▸ What you need to do:
If a line in the records below contains the word "ActorHandle", copy it.

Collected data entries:
pub mod domain;
pub mod render;
pub mod screen;
pub mod view;

pub mod config {
    use anyhow::{ensure, Context};
    use std::time::Duration;

    const DEFAULT_ANALYSIS_DELAY_MS: u64 = 2000;
    const DEFAULT_PORT: u16 = 3000;

    #[derive(Debug, Clone)]
    pub struct Settings {
        pub analysis_delay_ms: u64,
        pub port: u16,
        pub sentry_dsn: Option<String>,
    }

    impl Settings {
        pub fn from_env() -> anyhow::Result<Self> {
            Self::from_lookup(|key| std::env::var(key).ok())
        }

        pub fn from_lookup(lookup: impl Fn(&str) -> Option<String>) -> anyhow::Result<Self> {
            let analysis_delay_ms = match lookup("ANALYSIS_DELAY_MS") {
                Some(v) => v
                    .trim()
                    .parse::<u64>()
                    .with_context(|| format!("ANALYSIS_DELAY_MS must be an integer (got {v:?})"))?,
                None => DEFAULT_ANALYSIS_DELAY_MS,
            };
            ensure!(
                analysis_delay_ms > 0,
                "ANALYSIS_DELAY_MS must be greater than zero"
            );

            let port = match lookup("PORT") {
                Some(v) => v
                    .trim()
                    .parse::<u16>()
                    .with_context(|| format!("PORT must be a valid port number (got {v:?})"))?,
                None => DEFAULT_PORT,
            };

            Ok(Self {
                analysis_delay_ms,
                port,
                sentry_dsn: lookup("SENTRY_DSN").filter(|s| !s.trim().is_empty()),
            })
        }

        pub fn analysis_delay(&self) -> Duration {
            Duration::from_millis(self.analysis_delay_ms)
        }
    }

}
pub mod driver;
pub mod state;

pub use driver::{Delay, TokioDelay, ViewDriver, ViewHandle};
pub use state::{Analysis, AnalysisView, Control, Trigger, ViewState};
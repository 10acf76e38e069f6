//! Heartbeat loop keeping the node's registry entry alive.
//!
//! Every interval the entry's TTL is refreshed. A failed refresh is retried
//! after a short fixed delay instead of a full interval, so a brief registry
//! outage does not eat into the TTL.

use std::sync::Arc;

use tracing::{debug, error, info, warn};

use super::NodeInner;

/// Failures logged as warnings before escalating to errors.
const WARN_FAILURES: u32 = 3;

/// Run the heartbeat loop until shutdown.
pub(super) async fn run_heartbeat_loop(inner: Arc<NodeInner>) {
    let node_id = inner.info.node_id;
    let interval = inner.config.heartbeat_interval;
    let ttl = inner.config.heartbeat_ttl;
    let shutdown = inner.shutdown.clone();

    info!(
        node_id = %node_id,
        interval_ms = interval.as_millis() as u64,
        ttl_ms = ttl.as_millis() as u64,
        "Starting heartbeat loop"
    );

    let mut consecutive_failures = 0u32;
    let mut next = interval;

    loop {
        tokio::select! {
            _ = shutdown.cancelled() => break,
            _ = tokio::time::sleep(next) => {}
        }

        match inner.registry.update_heartbeat(node_id, ttl).await {
            Ok(true) => {
                if consecutive_failures > 0 {
                    info!(node_id = %node_id, consecutive_failures, "Heartbeat recovered");
                }
                consecutive_failures = 0;
                next = interval;
                debug!(node_id = %node_id, "Heartbeat acknowledged");
            }
            Ok(false) => {
                // Eviction is detected and handled by reconciliation.
                warn!(node_id = %node_id, "Heartbeat found no live registry entry");
                next = interval;
            }
            Err(e) => {
                consecutive_failures += 1;
                if consecutive_failures <= WARN_FAILURES {
                    warn!(node_id = %node_id, error = %e, consecutive_failures, "Heartbeat failed");
                } else {
                    error!(node_id = %node_id, error = %e, consecutive_failures, "Heartbeat failed repeatedly");
                }
                next = inner.config.heartbeat_retry_delay;
            }
        }
    }

    info!(node_id = %node_id, "Heartbeat loop shutting down");
}
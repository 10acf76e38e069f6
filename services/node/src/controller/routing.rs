//! Message type to handler routing.
//!
//! Routes are registered once at startup; lookups afterwards are read-only.

use std::collections::HashMap;
use std::sync::Arc;

use async_trait::async_trait;
use bytes::Bytes;
use shoal_wire::MessageType;
use tracing::warn;

use super::{ActorMessage, DispatchError};

/// What a handler returns: an optional reply payload.
pub type HandlerResult = Result<Option<Bytes>, DispatchError>;

/// Handler used by the stateless controller.
#[async_trait]
pub trait PacketHandler: Send + Sync + 'static {
    async fn handle(&self, msg: &ActorMessage) -> HandlerResult;
}

#[async_trait]
impl<F> PacketHandler for F
where
    F: Fn(&ActorMessage) -> HandlerResult + Send + Sync + 'static,
{
    async fn handle(&self, msg: &ActorMessage) -> HandlerResult {
        self(msg)
    }
}

/// Handler used by the stateful controller; runs inside the entity's actor
/// with exclusive access to its state.
#[async_trait]
pub trait EntityHandler<S: Send + 'static>: Send + Sync + 'static {
    async fn handle(&self, state: &mut S, msg: &ActorMessage) -> HandlerResult;
}

#[async_trait]
impl<S, F> EntityHandler<S> for F
where
    S: Send + 'static,
    F: Fn(&mut S, &ActorMessage) -> HandlerResult + Send + Sync + 'static,
{
    async fn handle(&self, state: &mut S, msg: &ActorMessage) -> HandlerResult {
        self(state, msg)
    }
}

/// Table of handlers keyed by message type.
pub struct RoutingTable<H: ?Sized> {
    routes: HashMap<MessageType, Arc<H>>,
}

impl<H: ?Sized> Default for RoutingTable<H> {
    fn default() -> Self {
        Self {
            routes: HashMap::new(),
        }
    }
}

impl<H: ?Sized + Send + Sync> RoutingTable<H> {
    pub fn new() -> Self {
        Self::default()
    }

    /// Registers `handler` for `message_type`, replacing any earlier route.
    ///
    /// Handshake types never reach controllers and are not registered.
    pub fn insert(&mut self, message_type: MessageType, handler: Arc<H>) -> &mut Self {
        if message_type.is_handshake() {
            warn!(message_type = %message_type, "Refusing route for reserved handshake type");
            return self;
        }
        if self.routes.insert(message_type, handler).is_some() {
            warn!(message_type = %message_type, "Replaced existing route");
        }
        self
    }

    pub fn get(&self, message_type: MessageType) -> Option<&Arc<H>> {
        self.routes.get(&message_type)
    }

    pub fn contains(&self, message_type: MessageType) -> bool {
        self.routes.contains_key(&message_type)
    }

    /// Registered message types, ascending.
    pub fn message_types(&self) -> Vec<MessageType> {
        let mut types: Vec<MessageType> = self.routes.keys().copied().collect();
        types.sort();
        types
    }

    pub fn len(&self) -> usize {
        self.routes.len()
    }

    pub fn is_empty(&self) -> bool {
        self.routes.is_empty()
    }
}

impl RoutingTable<dyn PacketHandler> {
    /// Builder-style registration of a stateless handler.
    #[must_use]
    pub fn route(mut self, message_type: MessageType, handler: impl PacketHandler) -> Self {
        self.insert(message_type, Arc::new(handler));
        self
    }
}

impl<S: Send + 'static> RoutingTable<dyn EntityHandler<S>> {
    /// Builder-style registration of an entity handler.
    #[must_use]
    pub fn route(mut self, message_type: MessageType, handler: impl EntityHandler<S>) -> Self {
        self.insert(message_type, Arc::new(handler));
        self
    }
}
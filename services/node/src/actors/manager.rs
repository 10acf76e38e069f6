//! Registry of running actors keyed by [`ActorId`].
//!
//! The manager owns every actor task. Stopping an actor closes its mailbox,
//! waits up to the drain timeout for queued messages to be handled and
//! aborts the task if it is still running after that.

use std::time::Duration;

use dashmap::mapref::entry::Entry;
use dashmap::DashMap;
use shoal_id::ActorId;
use tokio::sync::mpsc;
use tokio::task::JoinHandle;
use tokio_util::sync::CancellationToken;
use tracing::{debug, info, warn};

use super::framework::{run_actor_loop, Actor, ActorError, ActorHandle, Message};

/// Default wait for a mailbox to drain on stop.
pub const DEFAULT_DRAIN_TIMEOUT: Duration = Duration::from_secs(5);

struct ManagedActor<M: Message> {
    handle: ActorHandle<M>,
    close: CancellationToken,
    task: JoinHandle<()>,
}

/// Concurrent actor registry.
pub struct ActorManager<M: Message> {
    actors: DashMap<ActorId, ManagedActor<M>>,
    drain_timeout: Duration,
}

impl<M: Message> Default for ActorManager<M> {
    fn default() -> Self {
        Self::new()
    }
}

impl<M: Message> ActorManager<M> {
    pub fn new() -> Self {
        Self::with_drain_timeout(DEFAULT_DRAIN_TIMEOUT)
    }

    pub fn with_drain_timeout(drain_timeout: Duration) -> Self {
        Self {
            actors: DashMap::new(),
            drain_timeout,
        }
    }

    /// Spawns `actor` under `actor_id`.
    pub fn spawn<A>(&self, actor_id: ActorId, actor: A) -> Result<ActorHandle<M>, ActorError>
    where
        A: Actor<Message = M>,
    {
        match self.actors.entry(actor_id) {
            Entry::Occupied(_) => Err(ActorError::AlreadyExists(actor_id)),
            Entry::Vacant(slot) => Ok(slot.insert(start(actor_id, actor)).handle.clone()),
        }
    }

    /// Returns the running actor, spawning one from `make` if there is none.
    ///
    /// The second value is true if the actor was created by this call.
    pub fn get_or_spawn<A, F>(&self, actor_id: ActorId, make: F) -> (ActorHandle<M>, bool)
    where
        A: Actor<Message = M>,
        F: FnOnce() -> A,
    {
        match self.actors.entry(actor_id) {
            Entry::Occupied(mut existing) if existing.get().handle.is_closed() => {
                // The previous actor stopped on its own; replace it.
                let previous = existing.insert(start(actor_id, make()));
                previous.task.abort();
                (existing.get().handle.clone(), true)
            }
            Entry::Occupied(existing) => (existing.get().handle.clone(), false),
            Entry::Vacant(slot) => (slot.insert(start(actor_id, make())).handle.clone(), true),
        }
    }

    pub fn get(&self, actor_id: ActorId) -> Option<ActorHandle<M>> {
        self.actors.get(&actor_id).map(|actor| actor.handle.clone())
    }

    pub fn contains(&self, actor_id: ActorId) -> bool {
        self.actors.contains_key(&actor_id)
    }

    /// Enqueues `msg` for `actor_id`.
    ///
    /// An actor that stopped on its own is removed on the first failed send.
    pub fn send(&self, actor_id: ActorId, msg: M) -> Result<(), ActorError> {
        let handle = self.get(actor_id).ok_or(ActorError::NotFound(actor_id))?;
        let result = handle.send(msg);
        if result.is_err() {
            self.actors.remove_if(&actor_id, |_, actor| actor.handle.is_closed());
        }
        result
    }

    /// Ids of every registered actor.
    pub fn actor_ids(&self) -> Vec<ActorId> {
        let mut ids: Vec<ActorId> = self.actors.iter().map(|actor| *actor.key()).collect();
        ids.sort();
        ids
    }

    pub fn len(&self) -> usize {
        self.actors.len()
    }

    pub fn is_empty(&self) -> bool {
        self.actors.is_empty()
    }

    /// Stops one actor after draining its mailbox.
    ///
    /// Returns false if no such actor was registered.
    pub async fn stop(&self, actor_id: ActorId) -> bool {
        let Some((_, actor)) = self.actors.remove(&actor_id) else {
            return false;
        };

        actor.close.cancel();
        let mut task = actor.task;
        if tokio::time::timeout(self.drain_timeout, &mut task).await.is_err() {
            warn!(actor_id = %actor_id, "Actor did not drain in time, aborting");
            task.abort();
        }
        true
    }

    /// Stops every actor.
    pub async fn stop_all(&self) {
        let ids: Vec<ActorId> = self.actors.iter().map(|actor| *actor.key()).collect();
        let stopping: Vec<(ActorId, ManagedActor<M>)> = ids
            .into_iter()
            .filter_map(|id| self.actors.remove(&id))
            .collect();

        if stopping.is_empty() {
            return;
        }
        info!(count = stopping.len(), "Stopping all actors");

        for (_, actor) in &stopping {
            actor.close.cancel();
        }

        let deadline = tokio::time::Instant::now() + self.drain_timeout;
        for (actor_id, actor) in stopping {
            let mut task = actor.task;
            if tokio::time::timeout_at(deadline, &mut task).await.is_err() {
                warn!(actor_id = %actor_id, "Force aborting actor");
                task.abort();
            }
        }

        debug!("All actors stopped");
    }
}

fn start<A: Actor>(actor_id: ActorId, actor: A) -> ManagedActor<A::Message> {
    let (tx, rx) = mpsc::unbounded_channel();
    let close = CancellationToken::new();
    let name = actor.name().to_string();
    let task = tokio::spawn(run_actor_loop(actor, rx, close.clone(), actor_id));

    debug!(actor_id = %actor_id, actor = %name, "Spawned actor");

    ManagedActor {
        handle: ActorHandle::new(tx, actor_id),
        close,
        task,
    }
}

// =============================================================================
// Tests
// =============================================================================

#[cfg(test)]
mod tests {
    use super::*;
    use crate::actors::ActorContext;
    use async_trait::async_trait;
    use std::sync::{Arc, Mutex};

    #[derive(Debug)]
    enum Msg {
        Push(u32),
        Sleep(Duration),
        Quit,
    }

    struct Collector {
        out: Arc<Mutex<Vec<u32>>>,
    }

    #[async_trait]
    impl Actor for Collector {
        type Message = Msg;

        fn name(&self) -> &str {
            "collector"
        }

        async fn handle(&mut self, msg: Msg, _ctx: &mut ActorContext) -> Result<bool, ActorError> {
            match msg {
                Msg::Push(n) => self.out.lock().unwrap().push(n),
                Msg::Sleep(d) => tokio::time::sleep(d).await,
                Msg::Quit => return Ok(false),
            }
            Ok(true)
        }
    }

    fn collector() -> (Collector, Arc<Mutex<Vec<u32>>>) {
        let out = Arc::new(Mutex::new(Vec::new()));
        (Collector { out: Arc::clone(&out) }, out)
    }

    #[tokio::test]
    async fn test_spawn_rejects_duplicate_id() {
        let manager = ActorManager::new();
        let (a, _) = collector();
        let (b, _) = collector();

        manager.spawn(ActorId::new(1), a).unwrap();
        assert!(matches!(
            manager.spawn(ActorId::new(1), b),
            Err(ActorError::AlreadyExists(_))
        ));
        manager.stop_all().await;
    }

    #[tokio::test]
    async fn test_stop_drains_queue() {
        let manager = ActorManager::new();
        let (actor, out) = collector();
        let id = ActorId::new(7);
        manager.spawn(id, actor).unwrap();

        for n in 0..50 {
            manager.send(id, Msg::Push(n)).unwrap();
        }
        assert!(manager.stop(id).await);
        assert!(!manager.stop(id).await);

        assert_eq!(*out.lock().unwrap(), (0..50).collect::<Vec<_>>());
        assert!(matches!(manager.send(id, Msg::Push(0)), Err(ActorError::NotFound(_))));
    }

    #[tokio::test(start_paused = true)]
    async fn test_stop_aborts_after_drain_timeout() {
        let manager = ActorManager::with_drain_timeout(Duration::from_secs(5));
        let (actor, out) = collector();
        let id = ActorId::new(3);
        manager.spawn(id, actor).unwrap();

        manager.send(id, Msg::Sleep(Duration::from_secs(60))).unwrap();
        manager.send(id, Msg::Push(1)).unwrap();

        let started = tokio::time::Instant::now();
        assert!(manager.stop(id).await);
        let elapsed = started.elapsed();

        assert!(elapsed >= Duration::from_secs(5) && elapsed < Duration::from_secs(6));
        assert!(out.lock().unwrap().is_empty());
    }

    #[tokio::test]
    async fn test_get_or_spawn_replaces_stopped_actor() {
        let manager = ActorManager::new();
        let id = ActorId::new(9);

        let (first, created) = manager.get_or_spawn(id, || collector().0);
        assert!(created);
        first.send(Msg::Quit).unwrap();
        while !first.is_closed() {
            tokio::task::yield_now().await;
        }

        let (actor, out) = collector();
        let (second, created) = manager.get_or_spawn(id, move || actor);
        assert!(created);
        second.send(Msg::Push(4)).unwrap();
        manager.stop_all().await;
        assert_eq!(*out.lock().unwrap(), vec![4]);

        let (_, created) = manager.get_or_spawn(id, || collector().0);
        assert!(created);
        let (_, created) = manager.get_or_spawn(id, || collector().0);
        assert!(!created);
        manager.stop_all().await;
    }

    #[tokio::test]
    async fn test_per_actor_order_with_concurrent_producers() {
        let manager = Arc::new(ActorManager::new());
        let id = ActorId::new(1);
        let (actor, out) = collector();
        manager.spawn(id, actor).unwrap();

        let producers: Vec<_> = (0..4u32)
            .map(|producer| {
                let manager = Arc::clone(&manager);
                tokio::spawn(async move {
                    for seq in 0..250u32 {
                        manager.send(id, Msg::Push(producer * 1000 + seq)).unwrap();
                        if seq % 50 == 0 {
                            tokio::task::yield_now().await;
                        }
                    }
                })
            })
            .collect();
        for producer in producers {
            producer.await.unwrap();
        }
        manager.stop(id).await;

        let out = out.lock().unwrap();
        assert_eq!(out.len(), 1000);
        for producer in 0..4u32 {
            let seqs: Vec<u32> = out
                .iter()
                .filter(|v| **v / 1000 == producer)
                .map(|v| v % 1000)
                .collect();
            assert_eq!(seqs, (0..250).collect::<Vec<_>>());
        }
    }
}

▸ Response to the exercise:
use super::framework::{run_actor_loop, Actor, ActorError, ActorHandle, Message};
    handle: ActorHandle<M>,
    pub fn spawn<A>(&self, actor_id: ActorId, actor: A) -> Result<ActorHandle<M>, ActorError>
    pub fn get_or_spawn<A, F>(&self, actor_id: ActorId, make: F) -> (ActorHandle<M>, bool)
    pub fn get(&self, actor_id: ActorId) -> Option<ActorHandle<M>> {
        handle: ActorHandle::new(tx, actor_id),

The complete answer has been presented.